Lorsque les portes s'ouvrent je me faufile et
arrive parmi les premiers dans la salle. Un bon sprint et je me
retrouve à la barrière, centre gauche, un emplacement
idéal. Je fais la connaissance de mes voisins immédiats,
deux sympathiques liégeois venus écouter Slipknot.
Ils connaissent à peine Slayer et je leur dis qu'ils ne
vont pas regretter le moment des présentations
Les festivités débutent avec Hatebreed,
un groupe de hardcore brutal qui commence à faire parler
de lui. Le quatuor assure une excellente entrée en matière
avec un petit show puissant et agile. Le bassiste arbore un tee-shirt
Black Sabbath. On reconnaît facilement les hommes de goût.
Hatebreed se constitue en ce moment un noyau de fans dévoués
et de nombreuses personnes sont venues à Louvain rien que
pour les écouter. Et ça vaut le coup car ils sont
bien énervés sur scène et séduisent
avec des titres trapus et efficaces comme une paire de Rangers
placée dans les bijoux de famille.
Quelques minutes avant le show de Slayer, je retiens
mon souffle et je profite du moment. Je me sens comme le musulman
sur le chemin de la Mecque, un concert de Slayer étant
pour le métallurgiste une étape obligatoire dans
son parcours initiatique.
Lorsque les bouchers de Huntington Beach apparaissent
sur scène, c'est la folie extatique. Le bassiste-chanteur
Tom Araya est jovial, apparemment remis de son problème
de gorge qui l'avait empêché de finir le concert
de Munich quatre jours plus tôt. Lorsqu'il hurle les premières
paroles de "Disciple", on comprend qu'il a un excellent
soigneur.
Slayer, c'est évidemment aussi une paire
de guitaristes colossaux : Kerry King le chauve, tatoué,
à la barbe de lutteur mongol, et Jeff Hanneman, le blond
laconique au faciès de Waffen SS et à la chevelure
de Conan. Ces duettistes démoniaques équarrissent
le public à coups de riffs monstrueux, déversant
sur les chères têtes blondes des milliers de tonnes
de matière fissile. Le public est en ébullition.
Sévèrement accroché à
ma barrière, à 4m50 de Jeff Hanneman et à
5m72 de Tom Araya, j'expérimente la technique des plaques
puisque avec mes petits camarades, nous allons nous déplacer
peu à peu de deux mètres vers la gauche tout au
long du concert, sans bouger le petit doigt.

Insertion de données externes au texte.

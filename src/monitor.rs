//! Resource monitoring for the batch orchestrator.
//!
//! Samples system memory and classifies pressure against configured soft
//! and hard thresholds. Soft pressure throttles admission of new
//! documents; hard pressure requeues the in-flight document. The monitor
//! is passed into the run as an explicit context object so the
//! orchestrator stays testable without real memory pressure.

use std::sync::Mutex;

use sysinfo::System;

#[derive(Debug, Clone, Copy, PartialEq, Eq)]
pub enum MemoryPressure {
    Normal,
    /// Above the soft threshold: stop admitting new documents.
    Soft,
    /// Above the hard threshold: requeue in-flight work.
    Hard,
}

#[derive(Debug, Clone, Copy)]
pub struct MemorySample {
    pub used_mb: u64,
    pub total_mb: u64,
}

impl MemorySample {
    pub fn percent(&self) -> u64 {
        if self.total_mb == 0 {
            return 0;
        }
        self.used_mb * 100 / self.total_mb
    }
}

/// Threshold configuration, in percent of total system memory.
#[derive(Debug, Clone, Copy)]
pub struct MemoryThresholds {
    pub soft_pct: u64,
    pub hard_pct: u64,
}

/// Classify a sample against thresholds. Pure so the policy is testable
/// without a live system.
pub fn classify(sample: MemorySample, thresholds: MemoryThresholds) -> MemoryPressure {
    let pct = sample.percent();
    if pct >= thresholds.hard_pct {
        MemoryPressure::Hard
    } else if pct >= thresholds.soft_pct {
        MemoryPressure::Soft
    } else {
        MemoryPressure::Normal
    }
}

pub trait MemorySampler: Send + Sync {
    fn sample(&self) -> MemorySample;
}

/// Live sampler backed by sysinfo.
pub struct SystemSampler {
    system: Mutex<System>,
}

impl SystemSampler {
    pub fn new() -> Self {
        Self {
            system: Mutex::new(System::new()),
        }
    }
}

impl Default for SystemSampler {
    fn default() -> Self {
        Self::new()
    }
}

impl MemorySampler for SystemSampler {
    fn sample(&self) -> MemorySample {
        let mut system = self.system.lock().expect("memory sampler mutex poisoned");
        system.refresh_memory();
        MemorySample {
            used_mb: system.used_memory() / (1024 * 1024),
            total_mb: system.total_memory() / (1024 * 1024),
        }
    }
}

/// The monitor handed to each batch run.
pub struct ResourceMonitor {
    sampler: Box<dyn MemorySampler>,
    thresholds: MemoryThresholds,
}

impl ResourceMonitor {
    pub fn new(thresholds: MemoryThresholds) -> Self {
        Self {
            sampler: Box::new(SystemSampler::new()),
            thresholds,
        }
    }

    /// Monitor with an injected sampler, for tests.
    pub fn with_sampler(sampler: Box<dyn MemorySampler>, thresholds: MemoryThresholds) -> Self {
        Self {
            sampler,
            thresholds,
        }
    }

    pub fn sample(&self) -> MemorySample {
        self.sampler.sample()
    }

    pub fn pressure(&self) -> MemoryPressure {
        classify(self.sampler.sample(), self.thresholds)
    }

    pub fn thresholds(&self) -> MemoryThresholds {
        self.thresholds
    }
}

Nous n'allons pas oublier le grand Dave Lombardo,
batteur irréprochable, caché derrière une
masse de fûts et qui assure une rythmique imprenable, la
plupart du temps à 400 coups/minute. Le moment est très
grand car avec Dave Lombardo de retour depuis 2003 (en remplacement
de Paul Bostaph qui l'avait lui-même remplacé en
1992), Slayer retrouve son line-up d'origine et en rajoute une
couche supplémentaire dans le mythe total.
La set-list est à l'image de l'événement.

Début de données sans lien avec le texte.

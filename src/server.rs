//! HTTP JSON API over the pipeline's external interfaces.
//!
//! | Method | Path | Description |
//! |--------|------|-------------|
//! | `POST` | `/documents` | Register raw document content, returns a pending id |
//! | `GET`  | `/documents/{id}` | Status with article/chunk/embedding counts |
//! | `POST` | `/search` | Tenant-scoped similarity search |
//! | `GET`  | `/health` | Health check (returns version) |
//!
//! Processing stays batch-driven (`acx process`); this server only
//! registers, reports, and queries. All error responses share one schema:
//!
//! ```json
//! { "error": { "code": "bad_request", "message": "query must not be empty" } }
//! ```

use std::path::PathBuf;
use std::sync::Arc;

use axum::{
    extract::{Path, State},
    http::StatusCode,
    response::{IntoResponse, Response},
    routing::{get, post},
    Json, Router,
};
use base64::Engine as _;
use serde::{Deserialize, Serialize};
use sqlx::SqlitePool;
use tower_http::cors::{Any, CorsLayer};
use tracing::info;
use uuid::Uuid;

use crate::config::Config;
use crate::embedding::{self, Embedder};
use crate::extract;
use crate::search::{run_query, SearchRequest};
use crate::status;
use crate::store;

#[derive(Clone)]
struct AppState {
    config: Arc<Config>,
    pool: SqlitePool,
    /// Long-lived embedding handle, shared across requests.
    embedder: Option<Arc<dyn Embedder>>,
}

/// Start the HTTP server on the configured bind address. Runs until the
/// process is terminated.
pub async fn run_server(config: &Config, pool: SqlitePool) -> anyhow::Result<()> {
    let bind_addr = config.server.bind.clone();
    let embedder = embedding::create_embedder(&config.embedding)?;

    let state = AppState {
        config: Arc::new(config.clone()),
        pool,
        embedder,
    };

    let cors = CorsLayer::new()
        .allow_origin(Any)
        .allow_methods(Any)
        .allow_headers(Any);

    let app = Router::new()
        .route("/documents", post(handle_ingest))
        .route("/documents/{id}", get(handle_status))
        .route("/search", post(handle_search))
        .route("/health", get(handle_health))
        .layer(cors)
        .with_state(state);

    info!(bind = %bind_addr, "API server listening");
    println!("API server listening on http://{}", bind_addr);

    let listener = tokio::net::TcpListener::bind(&bind_addr).await?;
    axum::serve(listener, app).await?;

    Ok(())
}

// ============ Error response ============

#[derive(Serialize)]
struct ErrorBody {
    error: ErrorDetail,
}

#[derive(Serialize)]
struct ErrorDetail {
    code: String,
    message: String,
}

struct AppError {
    status: StatusCode,
    code: &'static str,
    message: String,
}

impl IntoResponse for AppError {
    fn into_response(self) -> Response {
        let body = ErrorBody {
            error: ErrorDetail {
                code: self.code.to_string(),
                message: self.message,
            },
        };
        (self.status, Json(body)).into_response()
    }
}

fn bad_request(message: impl Into<String>) -> AppError {
    AppError {
        status: StatusCode::BAD_REQUEST,
        code: "bad_request",
        message: message.into(),
    }
}

fn not_found(message: impl Into<String>) -> AppError {
    AppError {
        status: StatusCode::NOT_FOUND,
        code: "not_found",
        message: message.into(),
    }
}

fn internal(message: impl Into<String>) -> AppError {
    AppError {
        status: StatusCode::INTERNAL_SERVER_ERROR,
        code: "internal",
        message: message.into(),
    }
}

// ============ GET /health ============

async fn handle_health() -> Json<serde_json::Value> {
    Json(serde_json::json!({
        "status": "ok",
        "version": env!("CARGO_PKG_VERSION"),
    }))
}

// ============ POST /documents ============

#[derive(Deserialize)]
struct IngestRequest {
    name: String,
    source: String,
    mime: String,
    content_base64: String,
}

#[derive(Serialize)]
struct IngestResponse {
    id: String,
    status: String,
}

async fn handle_ingest(
    State(state): State<AppState>,
    Json(request): Json<IngestRequest>,
) -> Result<Json<IngestResponse>, AppError> {
    if request.name.trim().is_empty() {
        return Err(bad_request("name must not be empty"));
    }
    let extension = match request.mime.as_str() {
        extract::MIME_PDF => "pdf",
        extract::MIME_DOCX => "docx",
        extract::MIME_TEXT => "txt",
        extract::MIME_MARKDOWN => "md",
        other => return Err(bad_request(format!("unsupported mime type: {}", other))),
    };

    let bytes = base64::engine::general_purpose::STANDARD
        .decode(&request.content_base64)
        .map_err(|e| bad_request(format!("content_base64 invalid: {}", e)))?;
    if bytes.is_empty() {
        return Err(bad_request("content must not be empty"));
    }

    let inbox: PathBuf = state.config.ingest.inbox_dir.clone();
    std::fs::create_dir_all(&inbox).map_err(|e| internal(e.to_string()))?;
    let file_path = inbox.join(format!("{}.{}", Uuid::new_v4(), extension));
    tokio::fs::write(&file_path, &bytes)
        .await
        .map_err(|e| internal(e.to_string()))?;

    let id = store::register_document(
        &state.pool,
        request.name.trim(),
        &request.source,
        &request.mime,
        &file_path.to_string_lossy(),
    )
    .await
    .map_err(|e| internal(e.to_string()))?;

    info!(document = %id, name = %request.name, "document registered via API");
    Ok(Json(IngestResponse {
        id,
        status: "pending".to_string(),
    }))
}

// ============ GET /documents/{id} ============

async fn handle_status(
    State(state): State<AppState>,
    Path(id): Path<String>,
) -> Result<Json<status::DocumentStatusReport>, AppError> {
    let report = status::document_status(&state.pool, &state.config, &id)
        .await
        .map_err(|e| internal(e.to_string()))?;

    match report {
        Some(report) => Ok(Json(report)),
        None => Err(not_found(format!("no document with id {}", id))),
    }
}

// ============ POST /search ============

#[derive(Deserialize)]
struct SearchBody {
    query: String,
    #[serde(default)]
    document_ids: Option<Vec<String>>,
    #[serde(default)]
    top_k: Option<usize>,
    #[serde(default)]
    similarity_threshold: Option<f32>,
}

#[derive(Serialize)]
struct SearchHitBody {
    chunk_id: String,
    document_id: String,
    document_name: String,
    article_number: String,
    chunk_index: i64,
    score: f32,
    text: String,
}

#[derive(Serialize)]
struct SearchResponseBody {
    hits: Vec<SearchHitBody>,
    context: String,
}

async fn handle_search(
    State(state): State<AppState>,
    Json(body): Json<SearchBody>,
) -> Result<Json<SearchResponseBody>, AppError> {
    if body.query.trim().is_empty() {
        return Err(bad_request("query must not be empty"));
    }
    let Some(embedder) = &state.embedder else {
        return Err(AppError {
            status: StatusCode::BAD_REQUEST,
            code: "embeddings_disabled",
            message: "search requires an embedding provider".to_string(),
        });
    };

    let request = SearchRequest {
        query: body.query,
        permitted: body.document_ids,
        top_k: body.top_k.unwrap_or(state.config.retrieval.top_k),
        threshold: body
            .similarity_threshold
            .unwrap_or(state.config.retrieval.similarity_threshold),
        context_tokens: state.config.retrieval.context_token_budget,
    };

    let response = run_query(&state.pool, embedder.as_ref(), &request)
        .await
        .map_err(|e| internal(e.to_string()))?;

    Ok(Json(SearchResponseBody {
        hits: response
            .hits
            .into_iter()
            .map(|hit| SearchHitBody {
                chunk_id: hit.chunk_id,
                document_id: hit.document_id,
                document_name: hit.document_name,
                article_number: hit.article_number,
                chunk_index: hit.chunk_index,
                score: hit.score,
                text: hit.text,
            })
            .collect(),
        context: response.context,
    }))
}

Sur l'étal figurent "Disciple", "War ensemble",
"At dawn they sleep", "Fight till death",
"Mandatory suicide", "Hallowed point", "Dead
skin mask", "Seasons in the abyss", "Chemical
warfare", "Hell awaits", "South of heaven".
Dix kilos de Carambar à qui me cite les albums d'où
sont extraits ces morceaux
Slayer achève l'exécution capitale
avec les pièces de choix de son album "Reign in blood"
: "Angel of death", puis, après un intermède
ultra-court, "Postmortem" et "Raining blood"
en rappel. La version de "Chemical warfare", mon morceau
préféré, est fabuleuse. Le plaisir est un
peu perturbé par la chute continuelle de slammers sur la
tête des spectateurs du premier rang. Les types de la sécurité
récupèrent inlassablement les corps comme s'ils
procédaient à des accouchements sans fin à
la source d'une immense matrice de chaos. La Brabanhtal plie en
effet sous les coups répétés de la furie
sonique perpétrée par Slayer qui enterre la horde
de ses fans sous des couches de métal coulé dans
de la tôle de char.
Après un tel déluge de plomb et
d'horreur, je suis bien obligé de constater que nous n'en
sommes qu'à la moitié de la plaisanterie. La poussée
du public derrière moi se fait plus pressante. Des gamins
s'insinuent vers l'avant pour assister à la prestation
de Slipknot et arrivent à se frayer un passage dans une
foule où il n'est pourtant déjà plus possible
de faire passer un acarien. Pour moi, l'exfiltration est impossible
et je vais être obligé de me taper en première
ligne le pilonnage exécuté par les malades de Slipknot.
Mon voisin liégeois m'indique qu'il est fort possible qu'on
se prenne le chanteur sur la gueule. Mais la largeur du fossé
de sécurité (plus de 2m50) semble être un
véritable défi.
Les boules Quiès enfoncées dans
les oreilles jusqu'aux abords du cerveau, je vois apparaître
sur scène la ménagerie Slipknot. Petit rappel scientifique
concernant Slipknot : ce groupe de l'Iowa a plongé le monde
occidental dans l'effroi avec son premier album éponyme
de 1999, du néo-métal impitoyable, sorti de ses
gonds et incroyablement violent.
La particularité principale de ce groupe
est de comprendre neuf membres, tous dissimulés derrière
des masques si horribles que même Prédator et The
Thing pourraient briguer des concours de beauté.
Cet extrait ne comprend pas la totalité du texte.